L’esigenza di teorizzare una serie di lavori come stagionali nasce per via della loro natura, facilmente deperibile, e il suo nome trae ispirazione da quel tipo di attività lavorative che mancano di continuità, svolgendosi, per esempio, solo in un determinato periodo dell’anno.
Pertanto, per stagionale si intende un lavoro a cui manca la caratteristica di persistenza e – di contro – la cui natura sia replicabile in funzione della sua intrinseca ciclicità.
Anche se il suo è un tempo relativamente incerto – e che potremmo paradossalmente definire indeterminato – esso, esaurendosi nell’alterazione corporea, ne definisce la sua provvisorietà.
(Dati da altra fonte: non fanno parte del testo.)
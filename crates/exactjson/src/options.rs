//! Configuration bundles for decoding and encoding.
//!
//! Both option types are plain field structs, fully set at construction and
//! never mutated by the codec. Hooks are `Arc`'d closures so one options
//! value can be shared read-only across threads; `None` in a hook slot
//! always means "use the built-in behavior", never "do nothing".

use core::fmt;
use std::sync::Arc;

use crate::encoder::Encode;
use crate::value::{Map, Value};

/// Default ceiling on the digit count of integer literals.
///
/// Parsing an N-digit integer costs more than linear time, so unbounded
/// literals are a denial-of-service vector. The ceiling only applies to the
/// built-in integer path; a caller-supplied [`DecodeOptions::parse_int`]
/// hook owns its own cost model. Raise or lower it per call via
/// [`DecodeOptions::max_int_digits`].
pub const DEFAULT_MAX_INT_DIGITS: usize = 5000;

/// Converts the raw text of a number or constant literal into a [`Value`].
pub type ScalarHook = Arc<dyn Fn(&str) -> Value + Send + Sync>;

/// Converts a decoded object into a [`Value`].
pub type ObjectHook = Arc<dyn Fn(Map) -> Value + Send + Sync>;

/// Converts the ordered key/value pairs of an object into a [`Value`].
pub type PairsHook = Arc<dyn Fn(Vec<(String, Value)>) -> Value + Send + Sync>;

/// Fallback for encoding values the encoder has no shape for. Returning
/// `None` declines, and the encode fails as if no hook were set.
pub type FallbackHook = Arc<dyn Fn(&dyn Encode) -> Option<Value> + Send + Sync>;

/// Options controlling [`decode_with`](crate::decode_with).
///
/// # Examples
///
/// ```
/// use std::sync::Arc;
///
/// use exactjson::{DecodeOptions, Value};
///
/// let options = DecodeOptions {
///     parse_int: Some(Arc::new(|raw| Value::String(raw.to_owned()))),
///     ..DecodeOptions::default()
/// };
/// let v = exactjson::decode_with("7", &options).unwrap();
/// assert_eq!(v, Value::String("7".to_owned()));
/// ```
#[derive(Clone)]
pub struct DecodeOptions {
    /// Reserved for a future relaxed mode; the grammar is currently always
    /// strict regardless of this flag.
    ///
    /// # Default
    ///
    /// `true`
    pub strict: bool,

    /// Replaces the built-in `f64` parse for literals with a fraction or
    /// exponent. Receives the raw literal text.
    pub parse_float: Option<ScalarHook>,

    /// Replaces the built-in integer parse. Receives the raw literal text.
    /// When set, [`max_int_digits`](Self::max_int_digits) is not enforced.
    pub parse_int: Option<ScalarHook>,

    /// Handles the extension constants `Infinity`, `-Infinity` and `NaN`.
    /// These are not standard JSON; without this hook they fail to decode.
    pub parse_constant: Option<ScalarHook>,

    /// Maps each decoded object. Ignored when
    /// [`object_pairs_hook`](Self::object_pairs_hook) is also set.
    pub object_hook: Option<ObjectHook>,

    /// Receives each object as its ordered key/value pair list, duplicates
    /// included, before any folding into a [`Map`]. Takes priority over
    /// [`object_hook`](Self::object_hook).
    pub object_pairs_hook: Option<PairsHook>,

    /// Digit ceiling for integer literals on the built-in path.
    ///
    /// # Default
    ///
    /// [`DEFAULT_MAX_INT_DIGITS`]
    pub max_int_digits: usize,
}

impl Default for DecodeOptions {
    fn default() -> Self {
        Self {
            strict: true,
            parse_float: None,
            parse_int: None,
            parse_constant: None,
            object_hook: None,
            object_pairs_hook: None,
            max_int_digits: DEFAULT_MAX_INT_DIGITS,
        }
    }
}

impl fmt::Debug for DecodeOptions {
    fn fmt(&self, f: &mut fmt::Formatter<'_>) -> fmt::Result {
        f.debug_struct("DecodeOptions")
            .field("strict", &self.strict)
            .field("parse_float", &self.parse_float.is_some())
            .field("parse_int", &self.parse_int.is_some())
            .field("parse_constant", &self.parse_constant.is_some())
            .field("object_hook", &self.object_hook.is_some())
            .field("object_pairs_hook", &self.object_pairs_hook.is_some())
            .field("max_int_digits", &self.max_int_digits)
            .finish()
    }
}

/// Indentation for pretty-printed output.
#[derive(Clone, Debug, PartialEq, Eq)]
pub enum Indent {
    /// That many spaces per nesting level.
    Spaces(usize),
    /// A literal string repeated per nesting level, e.g. `"\t"`.
    Text(String),
}

impl Indent {
    pub(crate) fn unit(&self) -> String {
        match self {
            Indent::Spaces(n) => " ".repeat(*n),
            Indent::Text(s) => s.clone(),
        }
    }
}

impl From<usize> for Indent {
    fn from(n: usize) -> Self {
        Indent::Spaces(n)
    }
}

impl From<&str> for Indent {
    fn from(s: &str) -> Self {
        Indent::Text(s.to_owned())
    }
}

impl From<String> for Indent {
    fn from(s: String) -> Self {
        Indent::Text(s)
    }
}

/// Options controlling [`encode_with`](crate::encode_with).
///
/// Unset `separators` default to `(", ", ": ")`, or `(",", ": ")` when
/// `indent` is set so line ends carry no trailing space.
#[derive(Clone)]
pub struct EncodeOptions {
    /// Silently drop object members whose key is not a string, bool, int or
    /// float instead of failing.
    ///
    /// # Default
    ///
    /// `false`
    pub skip_keys: bool,

    /// Escape every character above U+007F as `\uXXXX`, keeping the output
    /// 7-bit clean. When off, non-ASCII characters pass through as UTF-8.
    ///
    /// # Default
    ///
    /// `true`
    pub ensure_ascii: bool,

    /// Emit object members sorted by key (pre-coercion value) instead of
    /// insertion order.
    ///
    /// # Default
    ///
    /// `false`
    pub sort_keys: bool,

    /// Pretty-print containers one child per line at this indent per level.
    /// `None` keeps everything on one line.
    pub indent: Option<Indent>,

    /// `(item_separator, key_separator)` override.
    pub separators: Option<(String, String)>,

    /// Fallback for values the encoder cannot classify; its result is
    /// encoded in place of the original value, recursively.
    pub default: Option<FallbackHook>,
}

impl Default for EncodeOptions {
    fn default() -> Self {
        Self {
            skip_keys: false,
            ensure_ascii: true,
            sort_keys: false,
            indent: None,
            separators: None,
            default: None,
        }
    }
}

impl fmt::Debug for EncodeOptions {
    fn fmt(&self, f: &mut fmt::Formatter<'_>) -> fmt::Result {
        f.debug_struct("EncodeOptions")
            .field("skip_keys", &self.skip_keys)
            .field("ensure_ascii", &self.ensure_ascii)
            .field("sort_keys", &self.sort_keys)
            .field("indent", &self.indent)
            .field("separators", &self.separators)
            .field("default", &self.default.is_some())
            .finish()
    }
}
La caducità della materia, difatti, determina la durata di un manufatto stagionale che, come evoca lo stesso termine, racconta di fragilità, incertezze, insicurezze, instabilità, squilibri. Un lavoro che rispetta la stagionalità, dunque, oltre ad essere custode temporaneo di un concetto – replicabile ciclicamente (da ognuno) in relazione al periodo di raccolta del materiale – sarà passeggero, provvisorio, temporaneo, transitorio e precario.
Lì dove precario potrà significare anche “ottenuto con preghiere, concesso per grazia”.